Time stands still for Jimmy's waiterLocal | Mandy Zheng 15 Jun 2020
When a 101-year-old Shanghainese man hobbled into Jimmy's Kitchen in Central with his daughter, waiter Ricky Wong Keung was startled but curious.
For Wong did not recognize the pair, although the century-old eatery is known for its regulars.
"The elder told me that when he was a kid, his father used to take him to the Jimmy's in Shanghai," Wong, 67, recalled. "And then I couldn't speak. I felt so proud to be working here."
That pride may not last much longer for Wong, as Hong Kong's own Jimmy's, in South China Building in Central, will close its doors on Sunday.
Opened 92 years ago, it has become one of the city's most long-lasting and iconic western restaurants, frequented by celebrities and high ranking politicians like former chief executive Donald Tsang Yam-kuen.
Adorned with old photos and the red hue lighting, Jimmy's Kitchen presents itself with a homely and nostalgic vibe, preserving classic western cuisine from Hong Kong's colonial era.
But the gourmet hotspot will have to relocate due to the end of lease on its venue, with the future uncertain.
Jimmy's Kitchen dates back to the early 1920s, when two American entrepreneurs living in Shanghai first started the restaurant, before moving it to Hong Kong in 1928. Then in 2002, it was acquired by the Epicurean Group, a local giant in the food and beverage industry.
"It has witnessed so many major historical changes in the city. I've heard customers lamenting: how can this place disappear?" Wong says.
But the waiter will remember the little things most, such as the "human touch" and "closeness" between staff and customers.
Wong, a 27-year Jimmy's veteran, recalls serving a nervous man in his 20s who took his girlfriend to try western cuisine for the first time.
"It was all very cute. He called me uncle naturally," Wong says, adding that the couple, now married, still come to the place with their two children.
There is also a young lady who used to dine with her parents, before starting to bring her date instead.
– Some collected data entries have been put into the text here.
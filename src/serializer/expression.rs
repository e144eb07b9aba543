//! Value-producing expressions: literals, parameters, paths, arithmetic, CASE.

use std::sync::Arc;

use super::{Serializer, mismatch, write_operand};
use crate::ast::{ArithmeticOp, Expr, NodeKind, Operand, Part, Precedence, Value};
use crate::context::RenderContext;
use crate::error::RenderResult;
use crate::writer::JpqlWriter;

pub fn serializers() -> Vec<Arc<dyn Serializer>> {
    vec![
        Arc::new(LiteralSerializer),
        Arc::new(ParamSerializer),
        Arc::new(PathSerializer),
        Arc::new(EntityReferenceSerializer),
        Arc::new(AliasSerializer),
        Arc::new(ArithmeticSerializer),
        Arc::new(NegateSerializer),
        Arc::new(CaseSerializer),
        Arc::new(SubquerySerializer),
    ]
}

/// Literal values, inline or as generated placeholders.
pub struct LiteralSerializer;

impl Serializer for LiteralSerializer {
    fn handled_kind(&self) -> NodeKind {
        NodeKind::LITERAL
    }

    fn serialize(&self, part: Part<'_>, writer: &mut JpqlWriter<'_>, _: &RenderContext) -> RenderResult<()> {
        let Part::Expr(Expr::Literal(value)) = part else {
            return Err(mismatch(self.handled_kind(), &part));
        };
        writer.write_value(value)
    }
}

/// Named parameters declared in the model, always `:name`.
pub struct ParamSerializer;

impl Serializer for ParamSerializer {
    fn handled_kind(&self) -> NodeKind {
        NodeKind::PARAM
    }

    fn serialize(&self, part: Part<'_>, writer: &mut JpqlWriter<'_>, _: &RenderContext) -> RenderResult<()> {
        let Part::Expr(Expr::Param { name, value }) = part else {
            return Err(mismatch(self.handled_kind(), &part));
        };
        writer.write_named_param(name, value.as_ref())
    }
}

pub struct PathSerializer;

impl Serializer for PathSerializer {
    fn handled_kind(&self) -> NodeKind {
        NodeKind::PATH
    }

    fn serialize(&self, part: Part<'_>, writer: &mut JpqlWriter<'_>, _: &RenderContext) -> RenderResult<()> {
        let Part::Expr(Expr::Path(path)) = part else {
            return Err(mismatch(self.handled_kind(), &part));
        };
        writer.write(&path.to_string());
        Ok(())
    }
}

/// An entity in value position renders as its alias.
pub struct EntityReferenceSerializer;

impl Serializer for EntityReferenceSerializer {
    fn handled_kind(&self) -> NodeKind {
        NodeKind::ENTITY_REFERENCE
    }

    fn serialize(&self, part: Part<'_>, writer: &mut JpqlWriter<'_>, _: &RenderContext) -> RenderResult<()> {
        let Part::Expr(Expr::Entity(entity)) = part else {
            return Err(mismatch(self.handled_kind(), &part));
        };
        writer.write(&entity.alias);
        Ok(())
    }
}

pub struct AliasSerializer;

impl Serializer for AliasSerializer {
    fn handled_kind(&self) -> NodeKind {
        NodeKind::ALIAS
    }

    fn serialize(&self, part: Part<'_>, writer: &mut JpqlWriter<'_>, context: &RenderContext) -> RenderResult<()> {
        let Part::Expr(Expr::Alias { value, alias }) = part else {
            return Err(mismatch(self.handled_kind(), &part));
        };
        write_operand(writer, context, value, Precedence::Alias, Operand::Left)?;
        writer.write_keyword("AS");
        writer.write(alias);
        Ok(())
    }
}

pub struct ArithmeticSerializer;

impl Serializer for ArithmeticSerializer {
    fn handled_kind(&self) -> NodeKind {
        NodeKind::ARITHMETIC
    }

    fn serialize(&self, part: Part<'_>, writer: &mut JpqlWriter<'_>, context: &RenderContext) -> RenderResult<()> {
        let Part::Expr(Expr::Arithmetic { op, left, right }) = part else {
            return Err(mismatch(self.handled_kind(), &part));
        };
        let precedence = op.precedence();
        write_operand(writer, context, left, precedence, Operand::Left)?;
        writer.write_keyword(op.as_str());
        write_operand(writer, context, right, precedence, right_position(*op, right))
    }
}

/// `a + (b + c)` can drop its parentheses, `a - (b - c)` cannot.
fn right_position(op: ArithmeticOp, right: &Expr) -> Operand {
    match right {
        Expr::Arithmetic { op: inner, .. } if *inner == op && op.is_associative() => Operand::Chained,
        _ => Operand::Right,
    }
}

pub struct NegateSerializer;

impl Serializer for NegateSerializer {
    fn handled_kind(&self) -> NodeKind {
        NodeKind::NEGATE
    }

    fn serialize(&self, part: Part<'_>, writer: &mut JpqlWriter<'_>, context: &RenderContext) -> RenderResult<()> {
        let Part::Expr(Expr::Negate(value)) = part else {
            return Err(mismatch(self.handled_kind(), &part));
        };
        writer.write("-");
        // `--x` would read as a comment
        if is_negative_literal(value) {
            writer.write_parentheses(|w| context.serialize(&**value, w))
        } else {
            write_operand(writer, context, value, Precedence::Unary, Operand::Strict)
        }
    }
}

fn is_negative_literal(expr: &Expr) -> bool {
    match expr {
        Expr::Literal(Value::Int(n)) => *n < 0,
        Expr::Literal(Value::Float(f)) => f.is_sign_negative(),
        _ => false,
    }
}

pub struct CaseSerializer;

impl Serializer for CaseSerializer {
    fn handled_kind(&self) -> NodeKind {
        NodeKind::CASE
    }

    fn serialize(&self, part: Part<'_>, writer: &mut JpqlWriter<'_>, context: &RenderContext) -> RenderResult<()> {
        let Part::Expr(Expr::Case {
            operand,
            whens,
            otherwise,
        }) = part
        else {
            return Err(mismatch(self.handled_kind(), &part));
        };

        writer.write("CASE");
        if let Some(operand) = operand {
            writer.write_space();
            context.serialize(&**operand, writer)?;
        }
        for when in whens {
            writer.write_keyword("WHEN");
            context.serialize(&when.condition, writer)?;
            writer.write_keyword("THEN");
            context.serialize(&when.result, writer)?;
        }
        if let Some(otherwise) = otherwise {
            writer.write_keyword("ELSE");
            context.serialize(&**otherwise, writer)?;
        }
        writer.write_keyword("END");
        Ok(())
    }
}

/// Scalar subquery, always parenthesized.
pub struct SubquerySerializer;

impl Serializer for SubquerySerializer {
    fn handled_kind(&self) -> NodeKind {
        NodeKind::SUBQUERY
    }

    fn serialize(&self, part: Part<'_>, writer: &mut JpqlWriter<'_>, context: &RenderContext) -> RenderResult<()> {
        let Part::Expr(Expr::Subquery(query)) = part else {
            return Err(mismatch(self.handled_kind(), &part));
        };
        writer.write_parentheses(|w| context.serialize(&**query, w))
    }
}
"They never showed any intimacy here, probably afraid to create gossip that might travel to her family. I feel like I'm keeping a secret for her," Wong says, laughing.
The eatery has also saved customers' own creations on the menu, like one of its classics: beef fried rice "Wong's Special."
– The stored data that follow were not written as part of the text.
//! Render orchestration: validate, resolve named parameters, serialize.

use serde::Serialize;

use crate::ast::visit::walk_query;
use crate::ast::{Expr, FromItem, JoinTarget, Query, SelectQuery};
use crate::context::RenderContext;
use crate::error::{RenderError, RenderResult};
use crate::params::{ParamResolver, Params, RenderMode};
use crate::writer::JpqlWriter;

/// Rendered query text with the parameters its placeholders refer to.
#[derive(Debug, Clone, PartialEq, Serialize)]
pub struct RenderedResult {
    pub query: String,
    /// Placeholder name (without the colon) to bound value.
    pub params: Params,
}

/// Renders query models through a [`RenderContext`].
///
/// A renderer holds no per-render state and can be shared across threads;
/// every call builds its own writer and parameter resolver.
///
/// # Example
///
/// ```
/// use jpql_render::prelude::*;
///
/// let b = EntityRef::new("Book", "b");
/// let query = SelectQuery::new("Book", vec![Expr::entity(&b)], b.clone())
///     .filter(b.path("price").greater_than(Expr::lit(18)));
///
/// let result = JpqlRenderer::default()
///     .render(&query.into(), RenderMode::Placeholder)
///     .unwrap();
/// assert_eq!(result.query, "SELECT b FROM Book AS b WHERE b.price > :param1");
/// assert_eq!(result.params["param1"], Value::Int(18));
/// ```
#[derive(Debug, Clone, Default)]
pub struct JpqlRenderer {
    context: RenderContext,
}

impl JpqlRenderer {
    pub fn new(context: RenderContext) -> Self {
        Self { context }
    }

    pub fn context(&self) -> &RenderContext {
        &self.context
    }

    /// Render `query` with no externally supplied parameters.
    pub fn render(&self, query: &Query, mode: RenderMode) -> RenderResult<RenderedResult> {
        self.render_inner(query, None, mode)
    }

    /// Render `query`, binding named parameters from `params`.
    ///
    /// A supplied value wins over one embedded in the parameter node.
    pub fn render_with_params(
        &self,
        query: &Query,
        params: &Params,
        mode: RenderMode,
    ) -> RenderResult<RenderedResult> {
        self.render_inner(query, Some(params), mode)
    }

    fn render_inner(&self, query: &Query, supplied: Option<&Params>, mode: RenderMode) -> RenderResult<RenderedResult> {
        tracing::debug!("render {} query ({:?} mode)", query.kind_name(), mode);

        validate(query)?;

        let mut resolver = match supplied {
            Some(params) => ParamResolver::with_supplied(mode, params),
            None => ParamResolver::new(mode),
        };
        for name in named_params(query, supplied)? {
            resolver.reserve(name);
        }

        let mut writer = JpqlWriter::new(resolver);
        self.context.serialize(query, &mut writer)?;
        let (query_text, params) = writer.finish()?;

        tracing::debug!("rendered {} chars, {} params", query_text.len(), params.len());
        Ok(RenderedResult {
            query: query_text,
            params,
        })
    }
}

/// Check the structural rules of `query` and of every subquery inside it.
pub fn validate(query: &Query) -> RenderResult<()> {
    match query {
        Query::Select(q) => validate_select(q)?,
        Query::Update(q) => {
            validate_entity(&q.entity.name, &q.entity.alias)?;
            if q.set.is_empty() {
                return Err(RenderError::shape("update query needs at least one assignment"));
            }
        }
        Query::Delete(q) => validate_entity(&q.entity.name, &q.entity.alias)?,
    }

    let mut result = Ok(());
    walk_query(query, &mut |expr| {
        if result.is_err() {
            return;
        }
        result = match expr {
            Expr::Subquery(sub)
            | Expr::Exists { subquery: sub, .. }
            | Expr::InSubquery { subquery: sub, .. } => validate_select(sub),
            Expr::Param { name, .. } => validate_param_name(name),
            Expr::In { list, .. } if list.is_empty() => {
                Err(RenderError::shape("IN predicate has an empty value list"))
            }
            _ => Ok(()),
        };
    });
    result
}

fn validate_select(query: &SelectQuery) -> RenderResult<()> {
    if query.select.is_empty() {
        return Err(RenderError::shape("select list is empty"));
    }
    if query.from.is_empty() {
        return Err(RenderError::shape("select query has no FROM entity"));
    }
    query.from.iter().try_for_each(validate_from_item)
}

fn validate_from_item(item: &FromItem) -> RenderResult<()> {
    validate_entity(&item.entity.name, &item.entity.alias)?;
    for join in &item.joins {
        match &join.target {
            JoinTarget::Entity(entity) => {
                validate_entity(&entity.name, &entity.alias)?;
                if join.on.is_none() {
                    return Err(RenderError::shape(format!(
                        "join of entity '{}' needs an ON condition",
                        entity.name
                    )));
                }
                if join.fetch {
                    return Err(RenderError::shape(format!(
                        "entity join of '{}' cannot be a fetch join",
                        entity.name
                    )));
                }
            }
            JoinTarget::Association { path, alias } => {
                if path.segments.iter().any(String::is_empty) {
                    return Err(RenderError::shape(format!("malformed join path '{}'", path)));
                }
                if alias.is_empty() {
                    return Err(RenderError::shape(format!("join of '{}' has no alias", path)));
                }
            }
        }
    }
    Ok(())
}

fn validate_entity(name: &str, alias: &str) -> RenderResult<()> {
    if name.is_empty() {
        return Err(RenderError::shape("entity name is empty"));
    }
    if alias.is_empty() {
        return Err(RenderError::shape(format!("entity '{}' has no alias", name)));
    }
    Ok(())
}

fn validate_param_name(name: &str) -> RenderResult<()> {
    let mut chars = name.chars();
    let valid = chars
        .next()
        .is_some_and(|c| c.is_ascii_alphabetic() || c == '_')
        && chars.all(|c| c.is_ascii_alphanumeric() || c == '_');
    if valid {
        Ok(())
    } else {
        Err(RenderError::shape(format!("'{}' is not a valid parameter name", name)))
    }
}

/// Names of the named parameters in `query`, failing on the first one with
/// no value from either `supplied` or the node itself.
fn named_params<'q>(query: &'q Query, supplied: Option<&Params>) -> RenderResult<Vec<&'q str>> {
    let mut names = Vec::new();
    let mut missing = None;
    walk_query(query, &mut |expr| {
        if let Expr::Param { name, value } = expr {
            let bound = value.is_some() || supplied.is_some_and(|p| p.contains_key(name));
            if !bound && missing.is_none() {
                missing = Some(name.clone());
            }
            names.push(name.as_str());
        }
    });
    match missing {
        Some(name) => Err(RenderError::MissingParameterBinding(name)),
        None => Ok(names),
    }
}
Its recipe was originally shared by a Shanghai businessman surnamed Wong, who got tired of eating steak one day and asked the cook to slice the beef and fry it with onion and rice.
Back in his days as a rookie, Wong found it hard to adapt to the serving style at Jimmy's, where customers would order dishes not written on the menu.
"I often got confused when taking orders, and some senior colleagues would come to my rescue. They would say: here we do things differently."
Wong remembers the gossip that older employees used to share, like how they returned to Jimmy's, temporarily closed during wartime in the 1940s, just to make sure it was not robbed or torn down.
"I'd come back to work here at any time," said Wong.